Unless you gave something to them with conditions,
that's unlikely to work. Normally, when you give a thing to another person, that
person is free to do with it what he wants. For example, if someone doesn't like a
birthday present, he can throw it away, or give it to someone else, and you have nothing
to say about that.
There is a very nice note in the door panel of AI saying that if Paul
ever got bored of the system, tired of it, or just went broke that I
would come out there with a U-Haul and pick it up.
Because that happened. Time and time again. MIT, FTP software,
Sandstorm, Digex, etc... All people who said to me "don't worry, we'll
give it a good home" then I'm called 6 months later to find it's on a
loading dock to the dumpster....
Part of the reason I ask any museum or collector who has one of the
three (AI, BLT, MC) to agree to that.
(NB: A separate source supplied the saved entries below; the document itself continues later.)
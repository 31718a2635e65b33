//! Payment Split Planner
//!
//! Decides how the gateway transaction for an order is routed between
//! vendor settlement accounts, initializes it, and records the attempt.

use async_trait::async_trait;
use chrono::Utc;
use rand::{distributions::Alphanumeric, Rng};
use sea_orm::{
    sea_query::Expr, ActiveModelTrait, ColumnTrait, DatabaseConnection, EntityTrait, QueryFilter,
    Set, TransactionTrait,
};
use serde::{Deserialize, Serialize};
use std::collections::{BTreeMap, HashMap};
use std::sync::Arc;
use tracing::{error, info, instrument, warn};
use utoipa::ToSchema;
use uuid::Uuid;

use crate::auth::{Buyer, Platform};
use crate::db;
use crate::entities::{order, order_item, payment_details, store, FulfillmentStatus, PaymentStatus};
use crate::errors::ServiceError;
use crate::events::Event;
use crate::services::notifications::OrderNotifier;

/// One vendor's slice of a split transaction.
#[derive(Debug, Clone, PartialEq, Eq, Serialize, Deserialize)]
pub struct SplitShare {
    pub store_id: Uuid,
    pub subaccount: String,
    /// Flat amount in minor units
    pub share: i64,
}

/// Where the money for one transaction goes.
#[derive(Debug, Clone, PartialEq, Eq, Serialize, Deserialize)]
#[serde(tag = "kind", rename_all = "snake_case")]
pub enum SplitPlan {
    /// Settled to the platform account; no vendor is routed.
    Platform,
    /// The whole transaction goes to one vendor's subaccount.
    Single { subaccount: String },
    /// Flat shares to several vendor subaccounts. The platform keeps the remainder.
    Split { shares: Vec<SplitShare> },
}

/// Plans routing from per-item `(store_id, total_price)` pairs.
///
/// Stores without a settlement subaccount are left out of a split and
/// their share stays with the platform.
pub fn plan_split(item_totals: &[(Uuid, i64)], subaccounts: &HashMap<Uuid, String>) -> SplitPlan {
    let mut per_store: BTreeMap<Uuid, i64> = BTreeMap::new();
    for (store_id, total) in item_totals {
        *per_store.entry(*store_id).or_default() += *total;
    }

    if per_store.len() == 1 {
        return per_store
            .keys()
            .next()
            .and_then(|store_id| subaccounts.get(store_id))
            .map(|subaccount| SplitPlan::Single {
                subaccount: subaccount.clone(),
            })
            .unwrap_or(SplitPlan::Platform);
    }

    let shares: Vec<SplitShare> = per_store
        .into_iter()
        .filter_map(|(store_id, share)| {
            subaccounts.get(&store_id).map(|subaccount| SplitShare {
                store_id,
                subaccount: subaccount.clone(),
                share,
            })
        })
        .collect();

    if shares.is_empty() {
        SplitPlan::Platform
    } else {
        SplitPlan::Split { shares }
    }
}

/// What the gateway is asked to collect.
#[derive(Debug, Clone, PartialEq, Serialize)]
pub struct InitializeTransaction {
    pub email: String,
    /// Minor units
    pub amount: i64,
    pub currency: String,
    /// Proposed reference; the gateway's answer is authoritative
    pub reference: String,
    pub callback_url: Option<String>,
    pub metadata: serde_json::Value,
    pub split: SplitPlan,
}

/// The gateway's answer to a transaction initialization.
#[derive(Debug, Clone, PartialEq, Eq, Serialize, Deserialize)]
pub struct TransactionInit {
    pub authorization_url: String,
    pub access_code: Option<String>,
    pub reference: String,
}

#[async_trait]
pub trait PaymentGateway: Send + Sync {
    /// Name recorded as the payment provider
    fn provider(&self) -> String;

    async fn initialize(
        &self,
        request: &InitializeTransaction,
    ) -> Result<TransactionInit, ServiceError>;
}

#[derive(Debug, Clone, Serialize, Deserialize, ToSchema)]
pub struct PaymentInit {
    pub order_id: Uuid,
    pub payment_id: Uuid,
    pub authorization_url: String,
    pub reference: String,
}

#[derive(Debug, Clone, Serialize, Deserialize, ToSchema)]
pub struct EscrowRelease {
    pub payment_id: Uuid,
    pub order_id: Uuid,
    pub amount: i64,
    pub released_at: chrono::DateTime<Utc>,
}

#[derive(Clone)]
pub struct PaymentService {
    db: Arc<DatabaseConnection>,
    gateway: Arc<dyn PaymentGateway>,
    notifier: Arc<dyn OrderNotifier>,
    default_method: String,
    callback_url: Option<String>,
}

impl PaymentService {
    pub fn new(
        db: Arc<DatabaseConnection>,
        gateway: Arc<dyn PaymentGateway>,
        notifier: Arc<dyn OrderNotifier>,
        default_method: String,
        callback_url: Option<String>,
    ) -> Self {
        Self {
            db,
            gateway,
            notifier,
            default_method,
            callback_url,
        }
    }

    fn proposed_reference(order: &order::Model) -> String {
        let suffix: String = rand::thread_rng()
            .sample_iter(&Alphanumeric)
            .take(6)
            .map(char::from)
            .collect();
        format!("{}-{}", order.order_number, suffix.to_ascii_uppercase())
    }

    /// Initializes a gateway transaction for `order` and records it.
    ///
    /// The gateway is called outside any transaction; on failure nothing is
    /// written and the order keeps its stock reservation.
    #[instrument(skip(self, order, items), fields(order_id = %order.id))]
    pub async fn initialize_for_order(
        &self,
        order: &order::Model,
        items: &[order_item::Model],
        method: Option<&str>,
    ) -> Result<PaymentInit, ServiceError> {
        let store_ids: Vec<Uuid> = items.iter().map(|item| item.store_id).collect();
        let subaccounts: HashMap<Uuid, String> = store::Entity::find()
            .filter(store::Column::Id.is_in(store_ids))
            .all(&*self.db)
            .await?
            .into_iter()
            .filter_map(|s| {
                s.subaccount_code
                    .filter(|code| !code.trim().is_empty())
                    .map(|code| (s.id, code))
            })
            .collect();

        let item_totals: Vec<(Uuid, i64)> = items
            .iter()
            .map(|item| (item.store_id, item.total_price))
            .collect();
        let split = plan_split(&item_totals, &subaccounts);
        if order.is_multi_vendor && !matches!(split, SplitPlan::Split { .. }) {
            warn!("multi-vendor order has no routable vendor subaccounts");
        }

        let request = InitializeTransaction {
            email: order.email.clone(),
            amount: order.total,
            currency: order.currency.clone(),
            reference: Self::proposed_reference(order),
            callback_url: self.callback_url.clone(),
            metadata: serde_json::json!({
                "order_id": order.id,
                "order_number": order.order_number,
            }),
            split,
        };

        let init = self.gateway.initialize(&request).await.map_err(|e| {
            error!(error = %e, "payment initialization failed");
            match e {
                ServiceError::GatewayError(_) => e,
                other => ServiceError::GatewayError(other.to_string()),
            }
        })?;

        let now = Utc::now();
        let txn = self.db.begin().await?;

        let payment = payment_details::ActiveModel {
            id: Set(Uuid::new_v4()),
            order_id: Set(order.id),
            provider: Set(self.gateway.provider()),
            method: Set(method.unwrap_or(&self.default_method).to_string()),
            amount: Set(order.total),
            fees: Set(0),
            net_amount: Set(order.total),
            currency: Set(order.currency.clone()),
            status: Set(PaymentStatus::Pending),
            external_reference: Set(init.reference.clone()),
            external_transaction_id: Set(None),
            gateway_response: Set(None),
            is_escrow: Set(true),
            escrow_released_at: Set(None),
            refunded_at: Set(None),
            refund_amount: Set(None),
            created_at: Set(now),
            updated_at: Set(now),
        }
        .insert(&txn)
        .await?;

        order::Entity::update_many()
            .col_expr(
                order::Column::AuthorizationUrl,
                Expr::value(Some(init.authorization_url.clone())),
            )
            .col_expr(
                order::Column::AuthorizationReference,
                Expr::value(Some(init.reference.clone())),
            )
            .col_expr(
                order::Column::PaymentStatus,
                Expr::value(PaymentStatus::Pending),
            )
            .col_expr(order::Column::UpdatedAt, Expr::value(now))
            .filter(order::Column::Id.eq(order.id))
            .exec(&txn)
            .await?;

        db::commit(txn).await?;

        info!(
            payment_id = %payment.id,
            reference = %init.reference,
            amount = order.total,
            "payment initialized"
        );

        Ok(PaymentInit {
            order_id: order.id,
            payment_id: payment.id,
            authorization_url: init.authorization_url,
            reference: init.reference,
        })
    }

    /// Retries payment initialization for an unpaid, uncancelled order.
    #[instrument(skip(self))]
    pub async fn initialize_payment(
        &self,
        buyer: Buyer,
        order_id: Uuid,
        method: Option<String>,
    ) -> Result<PaymentInit, ServiceError> {
        let order = order::Entity::find_by_id(order_id)
            .one(&*self.db)
            .await?
            .ok_or_else(|| ServiceError::NotFound(format!("Order {} not found", order_id)))?;

        if order.buyer_id != buyer.user_id {
            return Err(ServiceError::Unauthorized(
                "Order belongs to another buyer".to_string(),
            ));
        }
        if order.status == FulfillmentStatus::Cancelled {
            return Err(ServiceError::Conflict(format!(
                "Order {} is cancelled",
                order.order_number
            )));
        }
        if !matches!(
            order.payment_status,
            PaymentStatus::Pending | PaymentStatus::Failed
        ) {
            return Err(ServiceError::Conflict(format!(
                "Order {} is already {}",
                order.order_number, order.payment_status
            )));
        }

        let items = order_item::Entity::find()
            .filter(order_item::Column::OrderId.eq(order.id))
            .all(&*self.db)
            .await?;

        self.initialize_for_order(&order, &items, method.as_deref())
            .await
    }

    /// Releases a settled escrow payment to the vendors, once.
    #[instrument(skip(self))]
    pub async fn release_escrow(
        &self,
        platform: Platform,
        payment_id: Uuid,
    ) -> Result<EscrowRelease, ServiceError> {
        let payment = payment_details::Entity::find_by_id(payment_id)
            .one(&*self.db)
            .await?
            .ok_or_else(|| ServiceError::NotFound(format!("Payment {} not found", payment_id)))?;

        if payment.status != PaymentStatus::Paid {
            return Err(ServiceError::Conflict(format!(
                "Payment {} is {}, not paid",
                payment_id, payment.status
            )));
        }
        if !payment.is_escrow {
            return Err(ServiceError::Conflict(format!(
                "Payment {} is not held in escrow",
                payment_id
            )));
        }

        let now = Utc::now();
        let result = payment_details::Entity::update_many()
            .col_expr(payment_details::Column::EscrowReleasedAt, Expr::value(Some(now)))
            .col_expr(payment_details::Column::UpdatedAt, Expr::value(now))
            .filter(payment_details::Column::Id.eq(payment_id))
            .filter(payment_details::Column::Status.eq(PaymentStatus::Paid))
            .filter(payment_details::Column::IsEscrow.eq(true))
            .filter(payment_details::Column::EscrowReleasedAt.is_null())
            .exec(&*self.db)
            .await?;

        if result.rows_affected == 0 {
            warn!(%payment_id, "escrow already released");
            return Err(ServiceError::Conflict(format!(
                "Escrow for payment {} already released",
                payment_id
            )));
        }

        info!(
            %payment_id,
            order_id = %payment.order_id,
            amount = payment.net_amount,
            released_by = %platform.user_id,
            "escrow released"
        );
        self.notifier
            .notify(Event::EscrowReleased {
                order_id: payment.order_id,
                payment_id,
                amount: payment.net_amount,
            })
            .await;

        Ok(EscrowRelease {
            payment_id,
            order_id: payment.order_id,
            amount: payment.net_amount,
            released_at: now,
        })
    }
}

#[cfg(test)]
mod tests {
    use super::*;

    fn ids() -> (Uuid, Uuid, Uuid) {
        // Sorted so BTreeMap order matches declaration order.
        let mut v = vec![Uuid::new_v4(), Uuid::new_v4(), Uuid::new_v4()];
        v.sort();
        (v[0], v[1], v[2])
    }

    #[test]
    fn two_vendors_with_subaccounts_get_flat_shares() {
        let (a, b, _) = ids();
        let subaccounts = HashMap::from([(a, "ACCT_A".to_string()), (b, "ACCT_B".to_string())]);
        let plan = plan_split(&[(a, 1000), (a, 0), (b, 1000)], &subaccounts);
        assert_eq!(
            plan,
            SplitPlan::Split {
                shares: vec![
                    SplitShare {
                        store_id: a,
                        subaccount: "ACCT_A".into(),
                        share: 1000
                    },
                    SplitShare {
                        store_id: b,
                        subaccount: "ACCT_B".into(),
                        share: 1000
                    },
                ]
            }
        );
    }

    #[test]
    fn single_vendor_routes_whole_transaction() {
        let (a, _, _) = ids();
        let subaccounts = HashMap::from([(a, "ACCT_A".to_string())]);
        assert_eq!(
            plan_split(&[(a, 500), (a, 700)], &subaccounts),
            SplitPlan::Single {
                subaccount: "ACCT_A".into()
            }
        );
    }

    #[test]
    fn single_vendor_without_subaccount_settles_to_platform() {
        let (a, _, _) = ids();
        assert_eq!(plan_split(&[(a, 500)], &HashMap::new()), SplitPlan::Platform);
    }

    #[test]
    fn vendors_without_subaccount_are_left_out_of_split() {
        let (a, b, c) = ids();
        let subaccounts = HashMap::from([(a, "ACCT_A".to_string()), (c, "ACCT_C".to_string())]);
        let plan = plan_split(&[(a, 100), (b, 200), (c, 300)], &subaccounts);
        match plan {
            SplitPlan::Split { shares } => {
                assert_eq!(shares.len(), 2);
                assert!(shares.iter().all(|s| s.store_id != b));
                assert_eq!(shares.iter().map(|s| s.share).sum::<i64>(), 400);
            }
            other => panic!("expected split, got {:?}", other),
        }
    }

    #[test]
    fn multi_vendor_without_any_subaccount_settles_to_platform() {
        let (a, b, _) = ids();
        assert_eq!(
            plan_split(&[(a, 100), (b, 200)], &HashMap::new()),
            SplitPlan::Platform
        );
    }
}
Not so much because I want them
back, but because I was charged with them as a "sacred oath" or whatever.
All that said, if I have to drive out to Seattle with a U-Haul I'll do
it. Again. But I would prefer them to be displayed, taken care of, loved.
In the meantime the last ITS system sits in my storage shed. MC is a bit
lonely these days, and is a bit of a mess: When it blew up with a
massive system failure they took out the CPU core and scrapped the rest
of the chassis before I could get to it. However the CPU core box,
boards, Massbus, power supply, and chaosnet interface are still intact.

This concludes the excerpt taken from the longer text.